Между тем метель еще больше разыгралась. Вы помните стихотворение Пушкина «Бесы»?

«Мчатся тучи, вьются тучи;

Невидимкою луна

Освещает снег летучий;

Мутно небо, ночь мутна.

Еду, еду в чистом поле;

Колокольчик дин-дин-дин…

Страшно, страшно поневоле

Средь неведомых равнин!...»

Все было так, как описал поэт. Колокольчика только не было, но это не меняет дело, не имеет значения.
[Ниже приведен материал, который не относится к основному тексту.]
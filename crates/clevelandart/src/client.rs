// SPDX-License-Identifier: GPL-3.0-or-later

use crate::blocking;
use crate::error::{ClevelandArtError, DecodeError, Result};
use crate::models::{Artwork, ArtworkEnvelope, ArtworkId, ArtworkSearchResult, Fetched};
use crate::query::SearchParameters;
use crate::sampler;
use rand::rngs::StdRng;
use rand::{Rng, SeedableRng};
use reqwest::{Client, StatusCode};
use serde::de::DeserializeOwned;
use std::time::Duration;
use tracing::{debug, instrument, trace};
use url::Url;

/// Public Open Access API root.
pub const DEFAULT_BASE_URL: &str = "https://openaccess-api.clevelandart.org/api";
const USER_AGENT: &str = concat!("clevelandart-rs/", env!("CARGO_PKG_VERSION"));

/// Cleveland Museum of Art Open Access API client.
///
/// Every operation issues exactly one GET (two for random picks) and returns
/// the first failure it meets. Nothing is cached between calls.
#[derive(Debug, Clone)]
pub struct ClevelandArtClient {
    client: Client,
    base_url: Url,
}

impl ClevelandArtClient {
    /// Create a client against the public API with default settings.
    pub fn new() -> Result<Self> {
        Self::builder().build()
    }

    /// Create a client builder for custom configuration.
    pub fn builder() -> ClevelandArtClientBuilder {
        ClevelandArtClientBuilder::default()
    }

    /// Fetch one artwork by numeric id or accession number.
    ///
    /// # Example
    /// ```no_run
    /// # use clevelandart::{ArtworkId, ClevelandArtClient};
    /// # async fn example() -> Result<(), Box<dyn std::error::Error>> {
    /// let client = ClevelandArtClient::new()?;
    /// let by_id = client.artwork(151904).await?;
    /// let by_accession = client.artwork("1927.1984").await?;
    /// assert_eq!(by_id.id, by_accession.id);
    /// # Ok(())
    /// # }
    /// ```
    pub async fn artwork(&self, id: impl Into<ArtworkId>) -> Result<Artwork> {
        Ok(self.artwork_with_raw(id).await?.value)
    }

    /// Like [`artwork`](Self::artwork), also returning the response body.
    pub async fn artwork_with_raw(&self, id: impl Into<ArtworkId>) -> Result<Fetched<Artwork>> {
        let id = id.into();
        let url = artwork_url(&self.base_url, &id)?;
        debug!(target: "clevelandart", id = %id, "fetching artwork");
        let fetched: Fetched<ArtworkEnvelope> = self.get(url).await?;
        Ok(fetched.map(|envelope| envelope.data))
    }

    /// Search the collection.
    ///
    /// # Example
    /// ```no_run
    /// # use clevelandart::{ClevelandArtClient, SearchParameters};
    /// # async fn example() -> Result<(), Box<dyn std::error::Error>> {
    /// let client = ClevelandArtClient::new()?;
    /// let params = SearchParameters::new("monet").has_image(true).limit(10);
    /// let result = client.search(&params).await?;
    /// println!("{} matches", result.info.total);
    /// # Ok(())
    /// # }
    /// ```
    pub async fn search(&self, params: &SearchParameters) -> Result<ArtworkSearchResult> {
        Ok(self.search_with_raw(params).await?.value)
    }

    /// Like [`search`](Self::search), also returning the response body.
    #[instrument(skip(self), level = "debug")]
    pub async fn search_with_raw(
        &self,
        params: &SearchParameters,
    ) -> Result<Fetched<ArtworkSearchResult>> {
        let url = search_url(&self.base_url, params)?;
        self.get(url).await
    }

    /// Pick a uniformly random artwork using a freshly seeded generator.
    pub async fn random_artwork(&self, has_image: bool) -> Result<Artwork> {
        let mut rng = StdRng::from_entropy();
        self.random_artwork_with(has_image, &mut rng).await
    }

    /// Pick a uniformly random artwork, drawing the offset from `rng`.
    ///
    /// Fails with [`ClevelandArtError::NoMatchingRecords`] when nothing
    /// matches, and with [`ClevelandArtError::NoRecordAtOffset`] when the
    /// collection shrank between the two requests.
    pub async fn random_artwork_with<R: Rng>(
        &self,
        has_image: bool,
        rng: &mut R,
    ) -> Result<Artwork> {
        let probe = self.search(&sampler::probe_parameters(has_image)).await?;
        let offset = sampler::draw_offset(probe.info.total, rng)?;
        let page = self
            .search(&sampler::sample_parameters(has_image, offset))
            .await?;
        sampler::take_sampled(page, offset)
    }

    async fn get<T: DeserializeOwned>(&self, url: Url) -> Result<Fetched<T>> {
        trace!(target: "clevelandart", "GET {}", url);

        let response = self.client.get(url).send().await?;

        let status = response.status();
        debug!(target: "clevelandart", "response status: {}", status);
        check_status(status)?;

        let raw = response.text().await.map_err(DecodeError::Body)?;
        trace!(target: "clevelandart", "response body: {}", raw);

        decode(raw)
    }
}

/// Builder shared by the async and blocking clients.
#[derive(Debug, Clone)]
pub struct ClevelandArtClientBuilder {
    base_url: String,
    timeout: Option<Duration>,
    user_agent: String,
}

impl Default for ClevelandArtClientBuilder {
    fn default() -> Self {
        Self {
            base_url: DEFAULT_BASE_URL.to_string(),
            timeout: None,
            user_agent: USER_AGENT.to_string(),
        }
    }
}

impl ClevelandArtClientBuilder {
    /// Set a custom base URL (useful for testing with mock servers).
    pub fn base_url(mut self, url: impl Into<String>) -> Self {
        self.base_url = url.into();
        self
    }

    /// Set a whole-request timeout. No timeout is applied unless set.
    pub fn timeout(mut self, timeout: Duration) -> Self {
        self.timeout = Some(timeout);
        self
    }

    pub fn user_agent(mut self, user_agent: impl Into<String>) -> Self {
        self.user_agent = user_agent.into();
        self
    }

    /// Build the async client.
    pub fn build(self) -> Result<ClevelandArtClient> {
        let base_url = parse_base_url(&self.base_url)?;

        let mut builder = Client::builder().user_agent(self.user_agent);
        if let Some(timeout) = self.timeout {
            builder = builder.timeout(timeout);
        }

        Ok(ClevelandArtClient {
            client: builder.build().map_err(ClevelandArtError::ClientBuild)?,
            base_url,
        })
    }

    /// Build the blocking client.
    ///
    /// Must not be called from inside an async runtime.
    pub fn build_blocking(self) -> Result<blocking::ClevelandArtClient> {
        let base_url = parse_base_url(&self.base_url)?;

        let mut builder = reqwest::blocking::Client::builder().user_agent(self.user_agent);
        if let Some(timeout) = self.timeout {
            builder = builder.timeout(timeout);
        }

        Ok(blocking::ClevelandArtClient::from_parts(
            builder.build().map_err(ClevelandArtError::ClientBuild)?,
            base_url,
        ))
    }
}

pub(crate) fn parse_base_url(raw: &str) -> Result<Url> {
    let url = Url::parse(raw)
        .map_err(|e| ClevelandArtError::InvalidBaseUrl(format!("{raw}: {e}")))?;
    if url.cannot_be_a_base() {
        return Err(ClevelandArtError::InvalidBaseUrl(raw.to_string()));
    }
    Ok(url)
}

/// `{base}/artworks/{id}`, with the id as a single encoded path segment.
pub(crate) fn artwork_url(base: &Url, id: &ArtworkId) -> Result<Url> {
    let mut url = base.clone();
    url.set_query(None);
    url.path_segments_mut()
        .map_err(|_| ClevelandArtError::InvalidBaseUrl(base.to_string()))?
        .pop_if_empty()
        .push("artworks")
        .push(&id.to_string());
    Ok(url)
}

/// `{base}/artworks/?{query}`.
pub(crate) fn search_url(base: &Url, params: &SearchParameters) -> Result<Url> {
    let query = params.to_query_string()?;
    let mut url = base.clone();
    url.path_segments_mut()
        .map_err(|_| ClevelandArtError::InvalidBaseUrl(base.to_string()))?
        .pop_if_empty()
        .push("artworks")
        .push("");
    url.set_query(Some(&query));
    Ok(url)
}

pub(crate) fn check_status(status: StatusCode) -> Result<()> {
    if status.is_success() {
        Ok(())
    } else {
        Err(ClevelandArtError::FetchFailed { status })
    }
}

pub(crate) fn decode<T: DeserializeOwned>(raw: String) -> Result<Fetched<T>> {
    let value = serde_json::from_str(&raw).map_err(DecodeError::from)?;
    Ok(Fetched { value, raw })
}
Тревожно было на душе, тревожно и страшно. Я сидел в санях, не двигаясь, и прислушивался к завыванию метели. Порою мне казалось, что это не ветер, не метель, а волки, которые водились в наших лесах, воют, собираясь в стаю, чтобы напасть на нас. На ум приходили рассказы о волках, которые я читал и слышал. Мне мерещились вдали огоньки диких, злобных, волчьих глаз. В таких переживаниях, в таком страхе я провел, вероятно, несколько часов. Но вот лошади вышли на какую-то гору и, о радость, внизу, у подножия горы, я увидел несколько одиноких, слабо мерцающих, манящих огоньков. Это была корчма, что стояла на шестнадцатой версте от Ровно. Здесь я остановился на отдых, отогрелся и стал кормить лошадей. Отсюда я уже в компании с еще тремя подводами отбыл домой.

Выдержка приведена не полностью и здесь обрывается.